Поздно вечером Спиридон постучался к Гарцевым. Открыл сам Терентий, высокий, костлявый кочегар — от него и пахло мазутом. Спиридон представился — белый полковник, друг его дяди Савана, председатель немецкого колхоза «Воля». За бутылкой водки разговорились. Терентий сдержан, неразговорчив. Спиридон пояснил цель визита, выдумывая напропалую:
— Когда расстреляли твоего отца Архипа Никитыча, дядя Саван сумел прибрать его золото — пять тысяч николаевских десяток. Деньги Саван закопал в Чугуевой балке, перед смертью указал мне место.

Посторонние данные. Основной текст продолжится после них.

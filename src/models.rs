//! Core data models used throughout desklens.
//!
//! These types represent the tickets, comments, and timesheet entries that
//! flow through the import, backfill, and retrieval pipeline.

use std::fmt;
use std::str::FromStr;

use chrono::{DateTime, Utc};
use serde::{Deserialize, Serialize};

/// Support tier assigned to a ticket by the keyword classifier.
///
/// `L1` is first-line (password resets, how-to questions), `L2` is
/// second-line (configuration, infrastructure), `L3` is third-line
/// (engineering escalations, vendor bugs).
#[derive(Debug, Clone, Copy, PartialEq, Eq, Serialize, Deserialize)]
pub enum Tier {
    L1,
    L2,
    L3,
}

impl Tier {
    pub fn as_str(&self) -> &'static str {
        match self {
            Tier::L1 => "L1",
            Tier::L2 => "L2",
            Tier::L3 => "L3",
        }
    }
}

impl fmt::Display for Tier {
    fn fmt(&self, f: &mut fmt::Formatter<'_>) -> fmt::Result {
        f.write_str(self.as_str())
    }
}

impl FromStr for Tier {
    type Err = anyhow::Error;

    fn from_str(s: &str) -> Result<Self, Self::Err> {
        match s {
            "L1" => Ok(Tier::L1),
            "L2" => Ok(Tier::L2),
            "L3" => Ok(Tier::L3),
            other => anyhow::bail!("unknown tier: '{}'. Must be L1, L2, or L3.", other),
        }
    }
}

/// Raw ticket row parsed from a CSV export before normalization.
#[derive(Debug, Clone)]
pub struct TicketRow {
    pub id: String,
    pub title: String,
    pub category: String,
    pub status: String,
    pub account: String,
    pub created_at: DateTime<Utc>,
    pub closed_at: Option<DateTime<Utc>>,
    pub assignee: Option<String>,
    pub root_cause: Option<String>,
    pub description: String,
    pub resolution: Option<String>,
}

impl TicketRow {
    /// Concatenated text fields used by the tier classifier and the
    /// embedding index. Field order is fixed so hashes stay stable.
    pub fn searchable_text(&self) -> String {
        let mut text = String::new();
        text.push_str(&self.title);
        text.push_str("\n\n");
        text.push_str(&self.description);
        if let Some(ref res) = self.resolution {
            text.push_str("\n\n");
            text.push_str(res);
        }
        if let Some(ref rc) = self.root_cause {
            text.push_str("\n\n");
            text.push_str(rc);
        }
        text
    }
}

/// Whether a comment is visible to the customer or internal-only.
#[derive(Debug, Clone, Copy, PartialEq, Eq, Serialize, Deserialize)]
pub enum Visibility {
    Public,
    Internal,
}

impl Visibility {
    pub fn as_str(&self) -> &'static str {
        match self {
            Visibility::Public => "public",
            Visibility::Internal => "internal",
        }
    }
}

impl FromStr for Visibility {
    type Err = anyhow::Error;

    fn from_str(s: &str) -> Result<Self, Self::Err> {
        match s.to_ascii_lowercase().as_str() {
            "public" | "customer" | "external" => Ok(Visibility::Public),
            "internal" | "private" => Ok(Visibility::Internal),
            other => anyhow::bail!("unknown visibility: '{}'", other),
        }
    }
}

/// A support comment attached to a ticket.
#[derive(Debug, Clone)]
pub struct CommentRow {
    pub id: String,
    pub ticket_id: String,
    pub author: Option<String>,
    pub body: String,
    pub visibility: Visibility,
    pub created_at: DateTime<Utc>,
}

/// A timesheet entry booked against a ticket.
#[derive(Debug, Clone)]
pub struct TimesheetRow {
    pub id: String,
    pub ticket_id: String,
    pub user: String,
    pub hours: f64,
    pub entry_date: DateTime<Utc>,
    pub notes: Option<String>,
}

/// A quality verdict produced by the LLM scorer for one comment.
///
/// All rubric dimensions are integers in `1..=5`.
#[derive(Debug, Clone, Serialize, Deserialize)]
pub struct QualityVerdict {
    pub clarity: i64,
    pub empathy: i64,
    pub completeness: i64,
    pub overall: i64,
    #[serde(default)]
    pub notes: String,
}

/// A search result returned from the retrieval engine.
#[derive(Debug, Clone, Serialize)]
pub struct SearchResult {
    pub id: String,
    pub title: String,
    pub status: String,
    pub tier: Option<String>,
    pub updated_at: i64,
    pub score: f64,
    pub snippet: String,
}

#[cfg(test)]
mod tests {
    use super::*;

    #[test]
    fn test_tier_roundtrip() {
        for tier in [Tier::L1, Tier::L2, Tier::L3] {
            assert_eq!(tier.as_str().parse::<Tier>().unwrap(), tier);
        }
    }

    #[test]
    fn test_tier_rejects_unknown() {
        assert!("L4".parse::<Tier>().is_err());
        assert!("l1".parse::<Tier>().is_err());
    }

    #[test]
    fn test_visibility_aliases() {
        assert_eq!(
            "customer".parse::<Visibility>().unwrap(),
            Visibility::Public
        );
        assert_eq!(
            "private".parse::<Visibility>().unwrap(),
            Visibility::Internal
        );
    }

    #[test]
    fn test_searchable_text_skips_missing_fields() {
        let row = TicketRow {
            id: "T-1".into(),
            title: "VPN down".into(),
            category: "Network".into(),
            status: "Open".into(),
            account: "Acme".into(),
            created_at: Utc::now(),
            closed_at: None,
            assignee: None,
            root_cause: None,
            description: "Cannot connect to VPN.".into(),
            resolution: None,
        };
        let text = row.searchable_text();
        assert!(text.starts_with("VPN down"));
        assert!(text.contains("Cannot connect"));
        assert!(!text.ends_with("\n\n"));
    }
}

Терентий слушал благожелательно. В семье Гарцевых передавались версии о золоте отца.
— Один советский офицер, — продолжал Спиридон, — предлагает мне установить в трубе госпиталя фонарь за большие деньги. Мне едино: для чего этот фонарь, а деньги упускать жалко. Входи в половинный пай, а потом найдем и поделим деньги твоего отца. Немцы рано или поздно уйдут. Это как пить дать.
— Бомбу кинуть хотят? — прошептал Терентий.
— Должно, бомбу.
— На мою голову?
— А ты, как поставим фонарь, заболей, не ходи на работу.
— Сколько денег?
— Двадцать тысяч.
— Значит, по десять?
— Ага.
— Сам я ничего делать не буду, только пущу к трубе.
— Точно.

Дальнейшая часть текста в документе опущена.